Exercise details:
In the listing below, print exactly the lines between the line holding "filename crates/csv-ingest/tests/common/harness.rs" and the line holding "pub struct TestHarness", inclusive, and no more.

^^^^

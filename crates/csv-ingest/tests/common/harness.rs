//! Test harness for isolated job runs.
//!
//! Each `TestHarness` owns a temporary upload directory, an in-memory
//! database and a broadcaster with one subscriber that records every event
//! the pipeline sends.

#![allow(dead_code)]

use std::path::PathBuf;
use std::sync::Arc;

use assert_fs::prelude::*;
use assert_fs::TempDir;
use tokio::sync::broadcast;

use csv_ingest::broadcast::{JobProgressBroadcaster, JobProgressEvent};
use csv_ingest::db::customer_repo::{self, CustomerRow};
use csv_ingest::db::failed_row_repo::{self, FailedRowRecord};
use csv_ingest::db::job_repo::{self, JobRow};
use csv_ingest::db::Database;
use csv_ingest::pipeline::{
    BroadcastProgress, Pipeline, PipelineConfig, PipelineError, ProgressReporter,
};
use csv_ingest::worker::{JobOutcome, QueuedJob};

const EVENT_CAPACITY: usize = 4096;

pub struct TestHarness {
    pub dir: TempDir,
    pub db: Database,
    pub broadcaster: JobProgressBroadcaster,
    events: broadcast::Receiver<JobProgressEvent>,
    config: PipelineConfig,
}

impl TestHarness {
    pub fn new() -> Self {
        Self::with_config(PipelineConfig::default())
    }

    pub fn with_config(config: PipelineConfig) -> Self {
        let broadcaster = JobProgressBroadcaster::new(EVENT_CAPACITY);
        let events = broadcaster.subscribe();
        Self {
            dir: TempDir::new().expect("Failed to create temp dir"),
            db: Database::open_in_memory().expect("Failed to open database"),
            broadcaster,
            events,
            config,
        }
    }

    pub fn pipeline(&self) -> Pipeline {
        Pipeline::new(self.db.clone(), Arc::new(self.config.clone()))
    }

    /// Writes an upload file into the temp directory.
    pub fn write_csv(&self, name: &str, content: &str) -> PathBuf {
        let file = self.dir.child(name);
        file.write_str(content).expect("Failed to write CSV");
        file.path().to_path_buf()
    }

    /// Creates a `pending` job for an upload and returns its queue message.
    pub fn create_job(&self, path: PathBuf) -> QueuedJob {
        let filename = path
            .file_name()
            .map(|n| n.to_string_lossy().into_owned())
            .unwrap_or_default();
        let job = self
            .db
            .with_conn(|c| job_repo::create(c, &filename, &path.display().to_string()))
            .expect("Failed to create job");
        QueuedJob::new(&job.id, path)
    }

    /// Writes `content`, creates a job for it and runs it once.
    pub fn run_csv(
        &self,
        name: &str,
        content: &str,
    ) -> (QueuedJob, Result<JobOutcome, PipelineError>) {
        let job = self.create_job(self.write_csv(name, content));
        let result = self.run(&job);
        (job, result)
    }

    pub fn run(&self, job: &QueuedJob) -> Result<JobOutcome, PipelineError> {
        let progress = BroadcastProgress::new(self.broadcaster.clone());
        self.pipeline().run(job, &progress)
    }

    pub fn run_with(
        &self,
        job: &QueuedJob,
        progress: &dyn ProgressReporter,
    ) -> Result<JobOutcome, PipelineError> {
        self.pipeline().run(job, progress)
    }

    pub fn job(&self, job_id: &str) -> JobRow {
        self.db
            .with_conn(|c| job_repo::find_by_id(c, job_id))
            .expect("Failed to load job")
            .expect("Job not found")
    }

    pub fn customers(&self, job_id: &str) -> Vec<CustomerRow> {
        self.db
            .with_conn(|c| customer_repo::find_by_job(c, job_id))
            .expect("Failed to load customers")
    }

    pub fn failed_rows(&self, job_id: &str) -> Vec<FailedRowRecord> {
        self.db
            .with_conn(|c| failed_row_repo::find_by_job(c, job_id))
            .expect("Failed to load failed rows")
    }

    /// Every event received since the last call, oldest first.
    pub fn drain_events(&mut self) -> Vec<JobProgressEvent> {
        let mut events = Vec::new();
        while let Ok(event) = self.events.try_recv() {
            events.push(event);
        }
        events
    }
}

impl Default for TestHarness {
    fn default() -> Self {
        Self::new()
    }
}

^^^^

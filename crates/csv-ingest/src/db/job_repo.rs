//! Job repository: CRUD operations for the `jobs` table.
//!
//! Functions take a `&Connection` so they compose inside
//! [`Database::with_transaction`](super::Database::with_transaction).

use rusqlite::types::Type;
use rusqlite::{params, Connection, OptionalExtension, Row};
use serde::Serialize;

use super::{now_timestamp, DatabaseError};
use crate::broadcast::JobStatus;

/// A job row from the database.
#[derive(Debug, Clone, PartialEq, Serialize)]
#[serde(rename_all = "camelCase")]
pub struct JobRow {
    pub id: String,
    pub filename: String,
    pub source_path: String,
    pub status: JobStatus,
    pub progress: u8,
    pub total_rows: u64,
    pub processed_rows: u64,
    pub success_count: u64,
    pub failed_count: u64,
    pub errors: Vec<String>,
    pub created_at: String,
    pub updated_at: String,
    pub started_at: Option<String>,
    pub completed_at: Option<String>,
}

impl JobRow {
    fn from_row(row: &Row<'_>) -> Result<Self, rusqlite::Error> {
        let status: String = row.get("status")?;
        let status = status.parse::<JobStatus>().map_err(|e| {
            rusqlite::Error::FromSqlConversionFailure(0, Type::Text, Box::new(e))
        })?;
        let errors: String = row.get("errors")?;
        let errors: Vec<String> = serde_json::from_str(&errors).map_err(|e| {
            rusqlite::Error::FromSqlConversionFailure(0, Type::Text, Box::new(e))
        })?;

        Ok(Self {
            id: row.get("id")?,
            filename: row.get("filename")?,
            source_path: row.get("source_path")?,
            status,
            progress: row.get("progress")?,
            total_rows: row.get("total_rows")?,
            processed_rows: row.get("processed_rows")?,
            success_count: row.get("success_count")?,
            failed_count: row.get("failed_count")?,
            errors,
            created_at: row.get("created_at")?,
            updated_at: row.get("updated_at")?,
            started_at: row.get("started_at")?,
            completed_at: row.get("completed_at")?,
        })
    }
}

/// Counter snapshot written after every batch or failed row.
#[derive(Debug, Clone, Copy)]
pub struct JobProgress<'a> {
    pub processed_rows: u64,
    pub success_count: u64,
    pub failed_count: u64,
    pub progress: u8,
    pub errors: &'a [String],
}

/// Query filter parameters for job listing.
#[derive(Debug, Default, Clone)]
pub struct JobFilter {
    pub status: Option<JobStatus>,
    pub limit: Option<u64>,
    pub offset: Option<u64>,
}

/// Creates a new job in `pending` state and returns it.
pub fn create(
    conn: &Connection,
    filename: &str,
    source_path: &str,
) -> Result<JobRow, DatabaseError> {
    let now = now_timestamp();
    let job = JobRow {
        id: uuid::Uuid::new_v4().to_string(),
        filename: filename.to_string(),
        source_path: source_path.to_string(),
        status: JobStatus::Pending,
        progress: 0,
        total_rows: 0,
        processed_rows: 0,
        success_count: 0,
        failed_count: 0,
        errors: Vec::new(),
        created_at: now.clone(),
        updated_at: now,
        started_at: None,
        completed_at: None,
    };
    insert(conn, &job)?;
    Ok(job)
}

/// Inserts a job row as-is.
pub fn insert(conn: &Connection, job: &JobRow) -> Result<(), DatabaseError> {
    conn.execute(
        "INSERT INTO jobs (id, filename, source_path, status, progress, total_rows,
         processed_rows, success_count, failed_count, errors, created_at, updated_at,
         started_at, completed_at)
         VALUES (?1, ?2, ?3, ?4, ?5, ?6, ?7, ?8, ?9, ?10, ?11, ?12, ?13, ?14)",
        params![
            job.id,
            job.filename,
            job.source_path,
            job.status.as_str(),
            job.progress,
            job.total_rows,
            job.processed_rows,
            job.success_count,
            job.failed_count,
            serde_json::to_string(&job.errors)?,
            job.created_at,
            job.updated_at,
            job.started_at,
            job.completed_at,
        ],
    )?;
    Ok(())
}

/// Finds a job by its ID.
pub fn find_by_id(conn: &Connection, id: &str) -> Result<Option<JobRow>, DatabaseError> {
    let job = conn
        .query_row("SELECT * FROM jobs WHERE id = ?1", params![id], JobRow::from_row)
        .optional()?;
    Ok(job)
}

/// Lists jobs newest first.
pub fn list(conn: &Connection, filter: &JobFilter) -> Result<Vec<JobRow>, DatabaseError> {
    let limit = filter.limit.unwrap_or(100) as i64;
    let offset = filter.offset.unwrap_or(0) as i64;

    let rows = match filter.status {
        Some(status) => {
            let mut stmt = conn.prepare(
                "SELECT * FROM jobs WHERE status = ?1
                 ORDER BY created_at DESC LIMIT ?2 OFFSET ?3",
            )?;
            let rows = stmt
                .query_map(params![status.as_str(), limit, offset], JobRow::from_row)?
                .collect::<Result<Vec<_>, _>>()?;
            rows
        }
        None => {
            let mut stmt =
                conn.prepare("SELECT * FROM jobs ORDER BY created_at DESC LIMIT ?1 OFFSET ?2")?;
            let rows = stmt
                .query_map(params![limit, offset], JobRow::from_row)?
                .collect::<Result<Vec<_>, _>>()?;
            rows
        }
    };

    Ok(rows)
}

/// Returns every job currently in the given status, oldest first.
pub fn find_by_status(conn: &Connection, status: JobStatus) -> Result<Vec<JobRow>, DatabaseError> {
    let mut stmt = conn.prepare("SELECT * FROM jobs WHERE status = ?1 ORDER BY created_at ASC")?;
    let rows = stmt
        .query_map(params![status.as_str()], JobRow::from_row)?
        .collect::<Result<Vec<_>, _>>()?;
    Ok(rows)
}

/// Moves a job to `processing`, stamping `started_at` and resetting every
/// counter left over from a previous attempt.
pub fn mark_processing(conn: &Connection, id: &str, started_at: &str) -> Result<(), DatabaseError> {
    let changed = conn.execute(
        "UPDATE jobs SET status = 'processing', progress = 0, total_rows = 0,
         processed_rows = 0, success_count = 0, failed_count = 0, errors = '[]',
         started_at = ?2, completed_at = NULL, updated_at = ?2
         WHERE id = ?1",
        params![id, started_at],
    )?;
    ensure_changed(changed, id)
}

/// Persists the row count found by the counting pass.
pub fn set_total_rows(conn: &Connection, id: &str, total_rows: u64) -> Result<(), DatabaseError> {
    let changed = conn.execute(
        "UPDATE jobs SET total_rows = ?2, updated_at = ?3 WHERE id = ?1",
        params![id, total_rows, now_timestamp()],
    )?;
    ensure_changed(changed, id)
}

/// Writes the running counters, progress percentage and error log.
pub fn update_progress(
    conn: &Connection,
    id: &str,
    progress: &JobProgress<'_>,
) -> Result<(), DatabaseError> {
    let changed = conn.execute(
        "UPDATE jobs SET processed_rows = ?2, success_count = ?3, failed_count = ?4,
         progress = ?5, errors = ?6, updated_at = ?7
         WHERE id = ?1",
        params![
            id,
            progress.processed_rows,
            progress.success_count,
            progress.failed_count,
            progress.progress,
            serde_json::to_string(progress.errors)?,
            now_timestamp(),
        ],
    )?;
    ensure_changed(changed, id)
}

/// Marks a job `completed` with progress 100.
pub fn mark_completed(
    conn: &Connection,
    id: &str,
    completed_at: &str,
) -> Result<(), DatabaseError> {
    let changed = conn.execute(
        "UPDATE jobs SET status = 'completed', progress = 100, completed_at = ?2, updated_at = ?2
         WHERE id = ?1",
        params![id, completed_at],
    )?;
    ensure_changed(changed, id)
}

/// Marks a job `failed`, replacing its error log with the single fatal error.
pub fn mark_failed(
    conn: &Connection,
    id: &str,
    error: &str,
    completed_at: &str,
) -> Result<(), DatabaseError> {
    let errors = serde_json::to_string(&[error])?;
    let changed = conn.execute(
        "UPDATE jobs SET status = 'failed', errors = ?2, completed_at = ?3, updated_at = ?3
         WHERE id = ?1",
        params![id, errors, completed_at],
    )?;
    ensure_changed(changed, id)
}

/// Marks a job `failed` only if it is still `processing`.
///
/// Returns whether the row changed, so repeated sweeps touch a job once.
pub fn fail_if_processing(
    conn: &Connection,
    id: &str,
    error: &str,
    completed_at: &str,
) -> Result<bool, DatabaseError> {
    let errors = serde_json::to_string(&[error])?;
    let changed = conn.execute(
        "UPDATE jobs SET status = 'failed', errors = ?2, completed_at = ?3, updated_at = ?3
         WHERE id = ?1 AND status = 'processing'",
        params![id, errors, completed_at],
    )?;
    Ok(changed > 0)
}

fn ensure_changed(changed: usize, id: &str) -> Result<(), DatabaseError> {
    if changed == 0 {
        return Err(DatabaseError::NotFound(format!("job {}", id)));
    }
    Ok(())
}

^^^^

Reply:
filename crates/csv-ingest/tests/common/harness.rs
//! Test harness for isolated job runs.
//!
//! Each `TestHarness` owns a temporary upload directory, an in-memory
//! database and a broadcaster with one subscriber that records every event
//! the pipeline sends.

#![allow(dead_code)]

use std::path::PathBuf;
use std::sync::Arc;

use assert_fs::prelude::*;
use assert_fs::TempDir;
use tokio::sync::broadcast;

use csv_ingest::broadcast::{JobProgressBroadcaster, JobProgressEvent};
use csv_ingest::db::customer_repo::{self, CustomerRow};
use csv_ingest::db::failed_row_repo::{self, FailedRowRecord};
use csv_ingest::db::job_repo::{self, JobRow};
use csv_ingest::db::Database;
use csv_ingest::pipeline::{
    BroadcastProgress, Pipeline, PipelineConfig, PipelineError, ProgressReporter,
};
use csv_ingest::worker::{JobOutcome, QueuedJob};

const EVENT_CAPACITY: usize = 4096;

pub struct TestHarness {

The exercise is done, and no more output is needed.